Start of Task material

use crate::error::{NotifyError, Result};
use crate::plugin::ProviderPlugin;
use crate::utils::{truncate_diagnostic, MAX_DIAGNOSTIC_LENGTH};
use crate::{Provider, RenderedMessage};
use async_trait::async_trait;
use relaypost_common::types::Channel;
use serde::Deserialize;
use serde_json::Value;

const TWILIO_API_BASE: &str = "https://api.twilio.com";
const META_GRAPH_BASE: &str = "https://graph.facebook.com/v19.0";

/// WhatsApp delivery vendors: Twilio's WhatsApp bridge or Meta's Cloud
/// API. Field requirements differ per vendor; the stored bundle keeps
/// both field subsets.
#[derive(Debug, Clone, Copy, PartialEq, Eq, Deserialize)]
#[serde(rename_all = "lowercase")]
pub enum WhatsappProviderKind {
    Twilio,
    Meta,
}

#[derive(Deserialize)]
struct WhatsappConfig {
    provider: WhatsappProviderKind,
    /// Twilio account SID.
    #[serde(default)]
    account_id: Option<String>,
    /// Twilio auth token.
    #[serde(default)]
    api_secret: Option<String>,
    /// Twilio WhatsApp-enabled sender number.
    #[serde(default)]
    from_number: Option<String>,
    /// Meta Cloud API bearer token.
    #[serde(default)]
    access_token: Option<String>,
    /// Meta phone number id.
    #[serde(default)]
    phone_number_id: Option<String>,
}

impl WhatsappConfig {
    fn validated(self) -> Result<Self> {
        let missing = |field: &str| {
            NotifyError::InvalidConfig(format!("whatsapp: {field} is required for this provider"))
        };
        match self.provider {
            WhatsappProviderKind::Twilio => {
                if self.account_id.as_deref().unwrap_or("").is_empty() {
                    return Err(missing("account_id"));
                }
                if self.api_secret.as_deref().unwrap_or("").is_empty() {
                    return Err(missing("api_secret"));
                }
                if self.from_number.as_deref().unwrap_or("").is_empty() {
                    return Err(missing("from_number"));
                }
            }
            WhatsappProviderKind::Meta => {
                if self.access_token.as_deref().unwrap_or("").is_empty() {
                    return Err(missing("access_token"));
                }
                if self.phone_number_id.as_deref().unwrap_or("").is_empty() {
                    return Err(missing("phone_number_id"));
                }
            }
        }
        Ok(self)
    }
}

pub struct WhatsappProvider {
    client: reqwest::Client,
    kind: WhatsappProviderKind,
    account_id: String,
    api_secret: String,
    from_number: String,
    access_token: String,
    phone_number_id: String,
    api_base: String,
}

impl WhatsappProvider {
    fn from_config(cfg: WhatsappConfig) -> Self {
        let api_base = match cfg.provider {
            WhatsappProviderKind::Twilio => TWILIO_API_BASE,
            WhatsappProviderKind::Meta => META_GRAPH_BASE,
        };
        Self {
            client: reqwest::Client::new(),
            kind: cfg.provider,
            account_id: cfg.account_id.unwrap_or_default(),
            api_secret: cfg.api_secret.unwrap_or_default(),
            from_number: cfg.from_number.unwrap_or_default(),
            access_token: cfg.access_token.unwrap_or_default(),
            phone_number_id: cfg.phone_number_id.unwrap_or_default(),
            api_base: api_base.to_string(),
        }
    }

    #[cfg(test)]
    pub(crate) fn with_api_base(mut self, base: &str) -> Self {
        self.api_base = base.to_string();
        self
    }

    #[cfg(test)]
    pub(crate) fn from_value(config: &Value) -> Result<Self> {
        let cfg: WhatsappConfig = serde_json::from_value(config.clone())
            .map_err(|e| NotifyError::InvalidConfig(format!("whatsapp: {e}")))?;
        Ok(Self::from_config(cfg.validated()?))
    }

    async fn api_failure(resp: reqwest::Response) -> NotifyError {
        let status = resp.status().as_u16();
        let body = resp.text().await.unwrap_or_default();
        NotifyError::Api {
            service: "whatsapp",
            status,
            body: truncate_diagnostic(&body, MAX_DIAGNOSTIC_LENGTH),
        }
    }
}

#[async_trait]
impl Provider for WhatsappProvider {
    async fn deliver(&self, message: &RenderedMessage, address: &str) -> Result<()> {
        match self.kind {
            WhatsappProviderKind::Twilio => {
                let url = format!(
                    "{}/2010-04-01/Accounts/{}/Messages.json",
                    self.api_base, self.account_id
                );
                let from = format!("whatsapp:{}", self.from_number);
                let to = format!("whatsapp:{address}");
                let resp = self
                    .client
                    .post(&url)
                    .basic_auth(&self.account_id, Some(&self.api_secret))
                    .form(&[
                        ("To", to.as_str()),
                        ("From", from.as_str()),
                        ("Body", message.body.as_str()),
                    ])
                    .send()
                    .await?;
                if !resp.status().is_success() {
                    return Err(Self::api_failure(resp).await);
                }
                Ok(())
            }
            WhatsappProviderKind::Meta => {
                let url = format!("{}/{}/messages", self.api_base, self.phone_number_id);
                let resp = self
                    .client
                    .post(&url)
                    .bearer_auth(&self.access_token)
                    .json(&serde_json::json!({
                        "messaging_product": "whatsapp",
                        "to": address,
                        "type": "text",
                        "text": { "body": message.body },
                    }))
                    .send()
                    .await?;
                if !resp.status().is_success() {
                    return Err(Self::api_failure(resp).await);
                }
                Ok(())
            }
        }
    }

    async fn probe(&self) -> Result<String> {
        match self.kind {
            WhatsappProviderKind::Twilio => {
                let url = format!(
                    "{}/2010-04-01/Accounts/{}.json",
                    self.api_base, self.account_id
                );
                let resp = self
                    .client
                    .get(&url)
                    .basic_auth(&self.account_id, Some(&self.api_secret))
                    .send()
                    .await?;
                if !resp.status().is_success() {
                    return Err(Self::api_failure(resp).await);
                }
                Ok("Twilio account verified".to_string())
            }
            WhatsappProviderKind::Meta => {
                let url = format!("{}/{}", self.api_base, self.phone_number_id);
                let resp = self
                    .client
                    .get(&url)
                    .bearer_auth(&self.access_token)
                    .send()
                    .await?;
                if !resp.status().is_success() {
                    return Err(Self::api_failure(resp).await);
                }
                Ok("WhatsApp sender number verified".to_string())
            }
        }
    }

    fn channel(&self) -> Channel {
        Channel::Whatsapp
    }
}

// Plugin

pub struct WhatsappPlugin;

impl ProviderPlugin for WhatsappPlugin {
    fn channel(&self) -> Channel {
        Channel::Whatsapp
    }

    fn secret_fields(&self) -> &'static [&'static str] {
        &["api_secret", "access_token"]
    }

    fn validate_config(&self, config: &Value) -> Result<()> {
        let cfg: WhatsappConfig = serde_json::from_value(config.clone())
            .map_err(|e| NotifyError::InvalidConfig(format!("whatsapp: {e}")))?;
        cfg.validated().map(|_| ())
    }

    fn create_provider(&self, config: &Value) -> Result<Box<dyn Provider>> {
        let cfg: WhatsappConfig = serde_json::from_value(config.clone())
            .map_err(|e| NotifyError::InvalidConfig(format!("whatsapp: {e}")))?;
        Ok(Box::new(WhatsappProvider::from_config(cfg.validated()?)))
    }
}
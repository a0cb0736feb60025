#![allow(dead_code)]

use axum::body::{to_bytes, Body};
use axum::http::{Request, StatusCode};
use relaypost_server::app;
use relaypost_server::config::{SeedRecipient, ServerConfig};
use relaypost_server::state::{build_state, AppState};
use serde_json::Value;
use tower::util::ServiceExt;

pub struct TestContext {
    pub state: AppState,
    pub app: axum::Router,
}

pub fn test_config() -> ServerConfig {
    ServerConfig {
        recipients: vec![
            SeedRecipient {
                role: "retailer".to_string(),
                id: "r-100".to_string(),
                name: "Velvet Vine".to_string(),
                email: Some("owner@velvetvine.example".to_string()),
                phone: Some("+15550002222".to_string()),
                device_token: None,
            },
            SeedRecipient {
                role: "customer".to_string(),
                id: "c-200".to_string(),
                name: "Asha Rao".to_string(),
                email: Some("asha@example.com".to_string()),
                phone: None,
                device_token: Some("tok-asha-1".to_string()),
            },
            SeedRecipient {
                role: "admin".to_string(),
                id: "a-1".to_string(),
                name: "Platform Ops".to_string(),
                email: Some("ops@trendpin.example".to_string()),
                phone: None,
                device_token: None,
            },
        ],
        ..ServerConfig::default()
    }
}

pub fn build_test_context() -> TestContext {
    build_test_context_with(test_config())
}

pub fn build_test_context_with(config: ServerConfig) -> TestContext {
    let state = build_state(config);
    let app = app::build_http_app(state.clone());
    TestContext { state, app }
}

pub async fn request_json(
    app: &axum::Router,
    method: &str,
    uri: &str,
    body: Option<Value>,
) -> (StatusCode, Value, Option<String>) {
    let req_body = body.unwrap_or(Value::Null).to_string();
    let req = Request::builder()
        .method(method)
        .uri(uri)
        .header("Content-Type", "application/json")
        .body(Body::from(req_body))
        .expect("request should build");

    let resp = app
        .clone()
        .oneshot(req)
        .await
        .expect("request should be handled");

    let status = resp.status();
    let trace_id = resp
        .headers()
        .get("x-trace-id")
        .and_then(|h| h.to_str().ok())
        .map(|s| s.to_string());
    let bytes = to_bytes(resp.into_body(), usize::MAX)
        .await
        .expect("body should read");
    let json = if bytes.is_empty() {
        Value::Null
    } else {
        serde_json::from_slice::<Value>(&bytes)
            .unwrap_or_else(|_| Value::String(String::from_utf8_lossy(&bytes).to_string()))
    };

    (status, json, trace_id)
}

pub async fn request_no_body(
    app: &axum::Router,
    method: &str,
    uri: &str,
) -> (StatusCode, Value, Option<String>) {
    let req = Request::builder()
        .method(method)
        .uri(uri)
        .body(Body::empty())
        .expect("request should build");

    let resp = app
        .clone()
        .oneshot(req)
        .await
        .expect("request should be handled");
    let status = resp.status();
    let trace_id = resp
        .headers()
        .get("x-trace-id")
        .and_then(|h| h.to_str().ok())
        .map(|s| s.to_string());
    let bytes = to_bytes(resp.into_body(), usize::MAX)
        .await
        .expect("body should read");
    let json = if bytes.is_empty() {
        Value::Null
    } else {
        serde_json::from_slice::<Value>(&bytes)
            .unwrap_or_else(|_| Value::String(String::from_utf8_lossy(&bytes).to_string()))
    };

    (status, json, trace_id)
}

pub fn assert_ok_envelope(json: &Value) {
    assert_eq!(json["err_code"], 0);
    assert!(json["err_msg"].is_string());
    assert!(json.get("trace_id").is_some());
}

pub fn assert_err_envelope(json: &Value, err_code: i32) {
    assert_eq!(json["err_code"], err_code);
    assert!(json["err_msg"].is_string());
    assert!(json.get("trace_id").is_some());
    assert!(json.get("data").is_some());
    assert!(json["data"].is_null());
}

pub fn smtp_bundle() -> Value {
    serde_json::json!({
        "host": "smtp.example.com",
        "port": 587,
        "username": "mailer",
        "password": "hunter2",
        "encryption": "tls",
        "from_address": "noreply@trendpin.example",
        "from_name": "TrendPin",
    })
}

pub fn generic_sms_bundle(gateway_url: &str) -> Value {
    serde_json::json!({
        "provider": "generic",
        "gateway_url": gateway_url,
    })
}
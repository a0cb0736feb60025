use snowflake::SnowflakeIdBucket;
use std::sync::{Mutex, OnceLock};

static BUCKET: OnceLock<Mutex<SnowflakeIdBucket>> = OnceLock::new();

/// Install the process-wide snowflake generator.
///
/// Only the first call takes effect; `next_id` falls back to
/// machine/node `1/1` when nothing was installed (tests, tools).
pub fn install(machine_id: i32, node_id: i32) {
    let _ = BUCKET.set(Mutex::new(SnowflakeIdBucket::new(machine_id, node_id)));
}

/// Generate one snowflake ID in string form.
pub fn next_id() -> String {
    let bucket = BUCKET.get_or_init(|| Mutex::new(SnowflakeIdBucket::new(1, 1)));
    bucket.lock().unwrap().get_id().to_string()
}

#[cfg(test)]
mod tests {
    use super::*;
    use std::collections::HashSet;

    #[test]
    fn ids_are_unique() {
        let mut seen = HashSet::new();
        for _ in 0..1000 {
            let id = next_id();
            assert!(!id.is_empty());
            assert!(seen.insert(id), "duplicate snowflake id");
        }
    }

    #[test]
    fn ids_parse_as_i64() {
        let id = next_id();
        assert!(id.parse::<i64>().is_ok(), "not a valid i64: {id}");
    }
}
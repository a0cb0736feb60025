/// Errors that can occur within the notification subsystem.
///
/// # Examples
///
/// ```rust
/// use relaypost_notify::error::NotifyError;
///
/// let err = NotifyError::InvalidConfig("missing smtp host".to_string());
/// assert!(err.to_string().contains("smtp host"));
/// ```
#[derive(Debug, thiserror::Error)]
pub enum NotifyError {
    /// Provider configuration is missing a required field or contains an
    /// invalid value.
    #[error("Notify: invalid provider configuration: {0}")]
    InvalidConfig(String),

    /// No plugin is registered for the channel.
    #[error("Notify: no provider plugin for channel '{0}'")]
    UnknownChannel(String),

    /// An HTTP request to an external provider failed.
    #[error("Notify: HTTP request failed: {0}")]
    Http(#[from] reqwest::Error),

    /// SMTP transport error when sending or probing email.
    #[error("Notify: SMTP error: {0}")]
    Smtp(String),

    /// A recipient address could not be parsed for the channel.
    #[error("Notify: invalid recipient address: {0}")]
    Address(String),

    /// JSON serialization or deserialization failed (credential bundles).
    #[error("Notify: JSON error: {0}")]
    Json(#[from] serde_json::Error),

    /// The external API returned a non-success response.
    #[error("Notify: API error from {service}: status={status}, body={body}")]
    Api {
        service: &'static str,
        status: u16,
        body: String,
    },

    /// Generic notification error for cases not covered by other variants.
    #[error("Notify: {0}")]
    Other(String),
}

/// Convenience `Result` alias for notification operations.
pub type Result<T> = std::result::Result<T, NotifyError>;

End of Task material

(Exercise directions) Please filter the entries above down to the lines holding "state" and copy them.

(Problem solution)
use relaypost_server::state::{build_state, AppState};
    pub state: AppState,
    let state = build_state(config);
    let app = app::build_http_app(state.clone());
    TestContext { state, app }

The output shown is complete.